Степень «осмысленности» личных, творческих, общественно-резонансных проектов проявляется в «Анатомии „Тату“» в той же степени, в какой в «Хрониках» выявлялась и типизировалась неспособность их поколения к вообще проективности. В нулевые вскрытие показало, каков по части проектов человек нового времени, которое, избавившись от дурной парадоксальности советского, оказалось типичным. Наблюдая за «Тату», понимаешь, что право человека на самостоятельные решения и устройство своей жизни реализуется в формате сделки. Один из самых громких проектов десятилетия показан как сделка с детьми. В «Анатомии „Тату“» проделана болезненная работа. Чтобы быть убедительным, Манскому приходится повышать голос, прибегать к наиболее востребованной сегодня эпидейктической риторике — к  пафосным доводам, обращаясь более к эмоции зрителя, нежели к его логическим способностям. По-другому, наверное, и не получается, когда надо смонтировать родителей, обсуждающих контракт на дочерей, и одного из директоров группы, удачнее всего выступающего в  сакраментальном жанре «ебу и плачу». Можно не придавать значения мнению, что «Анатомия „Тату“» — это документ растления, а автор популярного музпроекта — богомерзкий сутенер, талантливый, хваткий, наглый донельзя. Труднее оставить без внимания тот повсеместно наблюдаемый факт, что человек, выключенный из отношений с корпорацией «вечность», под каковую косила советская идеология и каковой являлась религиозная традиция (да и любая иерархическая система) как движущая сила познания и деятельности, — что человек этот оказывается мало пригоден к значимой созидательной деятельности — из себя самого. Красивые постмодернистские иллюзии относительно «малой», частной активности, локальных дел и проектов в масштабе цивилизации не оправдались.

С другой стороны, «Анатомия „Тату“» — прежде всего документальное свидетельство того, что частную жизнь в нулевые годы зафиксировать не так-то просто. Сначала придется отделить эту самую жизнь от гламура, который есть полная противоположность частной жизни: «частное» оставляют для себя, а гламур состоит из того, что напоказ. Поскольку грани между ними убиты, постольку следить за усилиями Манского вдвойне интересно.
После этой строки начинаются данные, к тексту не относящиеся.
//! Per-component-type sparse-set storage.
//!
//! A [`Column`] stores one component type for any number of entities. The
//! sparse vector maps entity *index* to a slot in the dense arrays; the dense
//! arrays keep entities and values packed for cache-friendly iteration.
//! Because the dense side stores the full [`Entity`] (index + generation),
//! lookups through a stale handle miss instead of aliasing a recycled slot.
//!
//! Queries over a component set are expressed by iterating the smallest
//! column and probing the others with [`Column::get`] -- there is no run-time
//! type discovery anywhere in this design.

use crate::entity::Entity;

/// Sentinel for "entity index has no slot in this column".
const ABSENT: u32 = u32::MAX;

/// Sparse-set storage for a single component type.
#[derive(Debug, Clone)]
pub struct Column<T> {
    /// Entity index -> dense slot, `ABSENT` when the entity has no `T`.
    sparse: Vec<u32>,
    /// Dense entity handles, parallel to `data`.
    entities: Vec<Entity>,
    /// Dense component values.
    data: Vec<T>,
}

impl<T> Default for Column<T> {
    fn default() -> Self {
        Self::new()
    }
}

impl<T> Column<T> {
    /// Create an empty column.
    pub fn new() -> Self {
        Self {
            sparse: Vec::new(),
            entities: Vec::new(),
            data: Vec::new(),
        }
    }

    /// Attach a component to `entity`, overwriting in place if the entity
    /// already has one. Returns the previous value if it was overwritten.
    pub fn insert(&mut self, entity: Entity, value: T) -> Option<T> {
        let idx = entity.index() as usize;
        if idx >= self.sparse.len() {
            self.sparse.resize(idx + 1, ABSENT);
        }
        let slot = self.sparse[idx];
        if slot != ABSENT && self.entities[slot as usize] == entity {
            return Some(std::mem::replace(&mut self.data[slot as usize], value));
        }
        // A slot held by a stale generation is reclaimed by the new handle.
        self.sparse[idx] = self.entities.len() as u32;
        self.entities.push(entity);
        self.data.push(value);
        None
    }

    /// Detach the component from `entity`, returning it if present.
    ///
    /// Uses swap-remove: the last dense element moves into the vacated slot
    /// and its sparse entry is patched.
    pub fn remove(&mut self, entity: Entity) -> Option<T> {
        let idx = entity.index() as usize;
        let slot = *self.sparse.get(idx)?;
        if slot == ABSENT || self.entities[slot as usize] != entity {
            return None;
        }
        self.sparse[idx] = ABSENT;
        self.entities.swap_remove(slot as usize);
        let value = self.data.swap_remove(slot as usize);
        if (slot as usize) < self.entities.len() {
            let moved = self.entities[slot as usize];
            self.sparse[moved.index() as usize] = slot;
        }
        Some(value)
    }

    /// Shared access to `entity`'s component. `None` for absent or stale handles.
    pub fn get(&self, entity: Entity) -> Option<&T> {
        let slot = *self.sparse.get(entity.index() as usize)?;
        if slot == ABSENT || self.entities[slot as usize] != entity {
            return None;
        }
        Some(&self.data[slot as usize])
    }

    /// Mutable access to `entity`'s component.
    pub fn get_mut(&mut self, entity: Entity) -> Option<&mut T> {
        let slot = *self.sparse.get(entity.index() as usize)?;
        if slot == ABSENT || self.entities[slot as usize] != entity {
            return None;
        }
        Some(&mut self.data[slot as usize])
    }

    /// Whether `entity` has a component in this column.
    pub fn contains(&self, entity: Entity) -> bool {
        self.get(entity).is_some()
    }

    /// Iterate `(Entity, &T)` pairs in dense order.
    pub fn iter(&self) -> impl Iterator<Item = (Entity, &T)> {
        self.entities.iter().copied().zip(self.data.iter())
    }

    /// Iterate `(Entity, &mut T)` pairs in dense order.
    pub fn iter_mut(&mut self) -> impl Iterator<Item = (Entity, &mut T)> {
        self.entities.iter().copied().zip(self.data.iter_mut())
    }

    /// The entities currently stored, in dense order.
    pub fn entities(&self) -> &[Entity] {
        &self.entities
    }

    /// Number of components stored.
    pub fn len(&self) -> usize {
        self.data.len()
    }

    /// Whether the column is empty.
    pub fn is_empty(&self) -> bool {
        self.data.is_empty()
    }

    /// Remove every component.
    pub fn clear(&mut self) {
        self.sparse.clear();
        self.entities.clear();
        self.data.clear();
    }
}

// ---------------------------------------------------------------------------
// Tests
// ---------------------------------------------------------------------------
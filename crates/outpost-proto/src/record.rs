//! Wire-format mirror of one simulated entity.
//!
//! A [`NetEntityRecord`] carries the stable network id, the transform, and
//! *optional* physics / sprite / health payloads. Each optional payload has a
//! bit in a flags byte and is present on the wire iff its bit is set -- the
//! server sets a bit only when the source entity actually carries the
//! corresponding component.

use serde::{Deserialize, Serialize};

use crate::codec::{ByteReader, ByteWriter, DecodeError};

/// Flags-byte bit for the physics payload.
const FLAG_PHYSICS: u8 = 1 << 0;
/// Flags-byte bit for the sprite payload.
const FLAG_SPRITE: u8 = 1 << 1;
/// Flags-byte bit for the health payload.
const FLAG_HEALTH: u8 = 1 << 2;

/// Replicated transform fields.
#[derive(Debug, Clone, Copy, PartialEq, Default, Serialize, Deserialize)]
pub struct NetTransform {
    /// Continuous x in tile units.
    pub x: f32,
    /// Continuous y in tile units.
    pub y: f32,
    /// Rotation in radians.
    pub rotation: f32,
    /// Deck/level index.
    pub z_level: i32,
}

/// Replicated physics fields.
#[derive(Debug, Clone, Copy, PartialEq, Default, Serialize, Deserialize)]
pub struct NetPhysics {
    /// Velocity x, tiles per second.
    pub vel_x: f32,
    /// Velocity y, tiles per second.
    pub vel_y: f32,
    /// Grid movement speed, tiles per second.
    pub move_speed: f32,
    /// Mass in kilograms.
    pub mass: f32,
    /// Friction coefficient.
    pub friction: f32,
    /// Blocks passage.
    pub dense: bool,
    /// Immovable.
    pub anchored: bool,
}

/// Replicated hit points.
#[derive(Debug, Clone, Copy, PartialEq, Default, Serialize, Deserialize)]
pub struct NetHealth {
    /// Current hit points.
    pub current: f32,
    /// Maximum hit points.
    pub max: f32,
}

/// One entity as it crosses the wire.
#[derive(Debug, Clone, PartialEq, Default, Serialize, Deserialize)]
pub struct NetEntityRecord {
    /// Stable network id, assigned by the server and never reused.
    pub net_id: u32,
    /// Transform, always present.
    pub transform: NetTransform,
    /// Physics payload, present iff the entity carries physics.
    pub physics: Option<NetPhysics>,
    /// Sprite path, present iff the entity carries a sprite.
    pub sprite: Option<String>,
    /// Hit points, present iff the entity carries health.
    pub health: Option<NetHealth>,
}

impl NetEntityRecord {
    /// Append this record's wire form to `w`.
    pub fn write(&self, w: &mut ByteWriter) {
        w.put_u32(self.net_id);
        w.put_f32(self.transform.x);
        w.put_f32(self.transform.y);
        w.put_f32(self.transform.rotation);
        w.put_i32(self.transform.z_level);

        let mut flags = 0u8;
        if self.physics.is_some() {
            flags |= FLAG_PHYSICS;
        }
        if self.sprite.is_some() {
            flags |= FLAG_SPRITE;
        }
        if self.health.is_some() {
            flags |= FLAG_HEALTH;
        }
        w.put_u8(flags);

        if let Some(p) = &self.physics {
            w.put_f32(p.vel_x);
            w.put_f32(p.vel_y);
            w.put_f32(p.move_speed);
            w.put_f32(p.mass);
            w.put_f32(p.friction);
            w.put_bool(p.dense);
            w.put_bool(p.anchored);
        }
        if let Some(path) = &self.sprite {
            w.put_string(path);
        }
        if let Some(h) = &self.health {
            w.put_f32(h.current);
            w.put_f32(h.max);
        }
    }

    /// Read one record from `r`.
    pub fn read(r: &mut ByteReader<'_>) -> Result<Self, DecodeError> {
        let net_id = r.read_u32()?;
        let transform = NetTransform {
            x: r.read_f32()?,
            y: r.read_f32()?,
            rotation: r.read_f32()?,
            z_level: r.read_i32()?,
        };
        let flags = r.read_u8()?;

        let physics = if flags & FLAG_PHYSICS != 0 {
            Some(NetPhysics {
                vel_x: r.read_f32()?,
                vel_y: r.read_f32()?,
                move_speed: r.read_f32()?,
                mass: r.read_f32()?,
                friction: r.read_f32()?,
                dense: r.read_bool()?,
                anchored: r.read_bool()?,
            })
        } else {
            None
        };
        let sprite = if flags & FLAG_SPRITE != 0 {
            Some(r.read_string()?)
        } else {
            None
        };
        let health = if flags & FLAG_HEALTH != 0 {
            Some(NetHealth {
                current: r.read_f32()?,
                max: r.read_f32()?,
            })
        } else {
            None
        };

        Ok(Self {
            net_id,
            transform,
            physics,
            sprite,
            health,
        })
    }
}

// ---------------------------------------------------------------------------
// Tests
// ---------------------------------------------------------------------------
Певица Юля, говорящая в камеру о  страхе одиночества, необязательно выдает личную тайну — возможно, она желает добавить своему гламуру немного готики. Певица Лена передает туда же свои разговоры со священником и вряд ли нарушает тайну исповеди, но столь же очевидно, что содержание слов «одино чество» и «Бог» сегодня не может гарантировать их непричастность гламуру.

Из фильмов Виталия Манского можно узнать, как терпел крах проект советского человека войти в вечность — единственный проект, одобряемый советской властью и любой идеологией больших дел. И  как реализуется сегодня проект «выжить». И что человек по-прежнему мало понимает, куда деваться и что ему делать со своей свободой.